Prof. Dr. Hamdi AKAN


Ankara Üniversitesi Tıp Fakültesi, İç Hastalıkları Anabilim Dalı, Hematoloji Bilim Dalı, Ankara

 

Bu yazı, 07/03/2012 tarihinde TİHUDUM platformunda yapılan canlı konferansın deşifresidir.

Efendim hepinize iyi öğlenler. Ben Hamdi Akan, bugün yine Hamdi Konuşuyor’da bir bölümle karşınızdayım. Daha evvel izleyenler hatırlayacaklardır, internette akıllı tarama ile ilgili bir sunum yapmıştım ama hem bu sunum daha az kişiye ulaşmıştı hem de o sunum sırasındaki teknik sorunlar nedeniyle açıkçası bazı bölümleri izlenemez durumdaydı. Onun için bunu bugün, internette akıllı taramayı, bugün yeniden sunmak istiyorum. Bir sonraki konuşmam da 14 Mart’ta olacak ve o gün de size iPad’in niye bu kadar çok kullanıldığını, niye bu kadar yaygınlaştığını, niye bu kadar sevildiği konusunda birşeyler göstermeye çalışacağım.

İzninizle bugünkü sunumuma başlayayım. Şöyle bir senaryo üzerinden gidelim: Diyelim ki evde oturuyorsunuz ya da iş yerinde oturuyorsunuz bir telefon geldi hocadan.
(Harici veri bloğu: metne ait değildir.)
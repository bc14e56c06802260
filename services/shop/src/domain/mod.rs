pub mod filter;
pub mod money;
pub mod policy;
pub mod repository;
pub mod types;
#![allow(dead_code)]

use std::sync::{Arc, Mutex};

use chrono::{DateTime, Utc};
use uuid::Uuid;

use shop_mailer::domain::repository::{EmailSender, OutboxRepository};
use shop_mailer::domain::types::{Email, Outcome, PendingEvent};
use shop_mailer::error::MailerError;
use shop_mailer::usecase::deliver::{DeliverEventUseCase, DrainOutboxUseCase};

pub const FROM: &str = "shop@example.com";

pub fn confirmation(email: &str, attempts: i32) -> PendingEvent {
    PendingEvent {
        id: Uuid::now_v7(),
        kind: "order_confirmation".to_owned(),
        payload: serde_json::json!({
            "order_id": Uuid::new_v4().to_string(),
            "email": email,
        }),
        attempts,
        created_at: Utc::now(),
    }
}

// ── MockOutboxRepo ───────────────────────────────────────────────────────────

/// Serves `events` once each; a recorded event is no longer due.
#[derive(Clone, Default)]
pub struct MockOutboxRepo {
    pub events: Arc<Mutex<Vec<PendingEvent>>>,
    pub outcomes: Arc<Mutex<Vec<(Uuid, Outcome)>>>,
}

impl MockOutboxRepo {
    pub fn new(events: Vec<PendingEvent>) -> Self {
        Self {
            events: Arc::new(Mutex::new(events)),
            outcomes: Arc::default(),
        }
    }

    pub fn outcomes_handle(&self) -> Arc<Mutex<Vec<(Uuid, Outcome)>>> {
        Arc::clone(&self.outcomes)
    }
}

impl OutboxRepository for MockOutboxRepo {
    async fn fetch_due(
        &self,
        _now: DateTime<Utc>,
        limit: u64,
    ) -> Result<Vec<PendingEvent>, MailerError> {
        let recorded: Vec<Uuid> = self.outcomes.lock().unwrap().iter().map(|(id, _)| *id).collect();
        Ok(self
            .events
            .lock()
            .unwrap()
            .iter()
            .filter(|e| !recorded.contains(&e.id))
            .take(limit as usize)
            .cloned()
            .collect())
    }

    async fn record(
        &self,
        id: Uuid,
        outcome: &Outcome,
        _now: DateTime<Utc>,
    ) -> Result<(), MailerError> {
        self.outcomes.lock().unwrap().push((id, outcome.clone()));
        Ok(())
    }
}

// ── MockSender ───────────────────────────────────────────────────────────────

#[derive(Clone, Default)]
pub struct MockSender {
    pub sent: Arc<Mutex<Vec<Email>>>,
    /// When set, every send fails with a transport error carrying this text.
    pub failure: Option<String>,
}

impl MockSender {
    pub fn failing(message: &str) -> Self {
        Self {
            failure: Some(message.to_owned()),
            ..Default::default()
        }
    }

    pub fn sent_handle(&self) -> Arc<Mutex<Vec<Email>>> {
        Arc::clone(&self.sent)
    }
}

impl EmailSender for MockSender {
    async fn send(&self, email: &Email) -> Result<(), MailerError> {
        if let Some(message) = &self.failure {
            return Err(MailerError::Transport(message.clone()));
        }
        self.sent.lock().unwrap().push(email.clone());
        Ok(())
    }
}

pub fn drain<R: OutboxRepository>(
    repo: R,
    sender: MockSender,
    batch_size: u64,
) -> DrainOutboxUseCase<R, MockSender> {
    DrainOutboxUseCase {
        repo,
        deliver: DeliverEventUseCase {
            sender,
            from_email: FROM.to_owned(),
            max_attempts: 5,
        },
        batch_size,
    }
}
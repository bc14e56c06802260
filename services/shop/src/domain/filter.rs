//! Query-string filters for product and order listings.
//!
//! Keys follow the `field__lookup` convention. Unknown keys are ignored;
//! known keys with unusable values are reported per key.

use std::collections::BTreeMap;

use chrono::NaiveDate;
use rust_decimal::Decimal;

use shop_core::error::FieldErrors;
use shop_domain::lookup::{Comparison, Lookup, split_key};
use shop_domain::order::OrderStatus;
use shop_domain::pagination::PageNumber;
use shop_domain::product::ProductOrdering;

use crate::error::ShopError;

pub type QueryParams = BTreeMap<String, String>;

#[derive(Debug, Clone, Default, PartialEq)]
pub struct ProductFilter {
    pub name_iexact: Option<String>,
    pub name_icontains: Option<String>,
    pub price: Vec<Lookup<Decimal>>,
    pub stock: Vec<Lookup<i32>>,
    /// Every term must match name or description.
    pub search: Vec<String>,
    pub in_stock_only: bool,
}

/// Everything a product listing request asks for.
#[derive(Debug, Clone, Default, PartialEq)]
pub struct ProductQuery {
    pub filter: ProductFilter,
    pub ordering: ProductOrdering,
    pub page: PageNumber,
}

#[derive(Debug, Clone, Default, PartialEq)]
pub struct OrderFilter {
    pub status: Option<OrderStatus>,
    /// Compared against the UTC calendar day of `created_at`.
    pub created_at: Vec<Lookup<NaiveDate>>,
}

/// Split a search parameter into terms on whitespace and commas.
pub fn search_terms(raw: &str) -> Vec<String> {
    raw.split(|c: char| c.is_whitespace() || c == ',')
        .filter(|t| !t.is_empty())
        .map(str::to_owned)
        .collect()
}

fn lookup_for<T: std::str::FromStr>(
    key: &str,
    suffix: Option<&str>,
    raw: &str,
    errors: &mut FieldErrors,
) -> Option<Lookup<T>> {
    let comparison = Comparison::from_suffix(suffix)?;
    match comparison.parse::<T>(raw) {
        Ok(lookup) => Some(lookup),
        Err(e) => {
            errors.add(key, e.to_string());
            None
        }
    }
}

impl ProductQuery {
    pub fn from_params(params: &QueryParams) -> Result<Self, ShopError> {
        let mut filter = ProductFilter {
            in_stock_only: true,
            ..Default::default()
        };
        let mut errors = FieldErrors::new();

        for (key, raw) in params {
            match split_key(key) {
                ("name", Some("iexact")) => filter.name_iexact = Some(raw.clone()),
                ("name", Some("icontains")) => filter.name_icontains = Some(raw.clone()),
                ("price", suffix) => {
                    if let Some(l) = lookup_for::<Decimal>(key, suffix, raw, &mut errors) {
                        filter.price.push(l);
                    }
                }
                ("stock", suffix) => {
                    if let Some(l) = lookup_for::<i32>(key, suffix, raw, &mut errors) {
                        filter.stock.push(l);
                    }
                }
                ("search", None) => filter.search = search_terms(raw),
                _ => {}
            }
        }
        errors.into_result()?;

        let ordering = params
            .get("ordering")
            .map(|raw| ProductOrdering::parse(raw))
            .unwrap_or_default();
        let page = match params.get("page") {
            Some(raw) => raw.parse::<PageNumber>()?,
            None => PageNumber::First,
        };
        Ok(Self {
            filter,
            ordering,
            page,
        })
    }
}

impl OrderFilter {
    pub fn from_params(params: &QueryParams) -> Result<Self, FieldErrors> {
        let mut filter = Self::default();
        let mut errors = FieldErrors::new();

        for (key, raw) in params {
            match split_key(key) {
                ("status", None | Some("exact")) => match raw.parse::<OrderStatus>() {
                    Ok(status) => filter.status = Some(status),
                    Err(e) => errors.add(key.as_str(), e.to_string()),
                },
                ("created_at", suffix) => {
                    if let Some(l) = lookup_for::<NaiveDate>(key, suffix, raw, &mut errors) {
                        filter.created_at.push(l);
                    }
                }
                _ => {}
            }
        }
        errors.into_result().map(|()| filter)
    }
}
Dedi ki, seminer programını değiştirdik, bu cuma günü sen anlatacaksın, konun da şu. Dolayısıyla önünüzde sadece iki üç gün var ve iki üç gün içinde o semineri hazırlamak için yeterli literatüre ulaşmanız lazım ve mümkünse bu literatürleri de tam metin olarak okumanız lazım ki size o semineri hazırlayacak yeterli veri olsun. Bunu nasıl etkili bir şekilde, nasıl efektif bir şekilde yapabilirsiniz? Biraz bunu göstermek istiyorum. Öncelikle yapacağımız iş Pubmed’e gitmek olacak.

Pubmed’i biliyorsunuz, Amerikan kökenli bir, aslında hükümet tarafından sponsor edilen bir yapı. Adresi “www.pubmed.com ya da org”, hepsi aynı adrese gidiyor.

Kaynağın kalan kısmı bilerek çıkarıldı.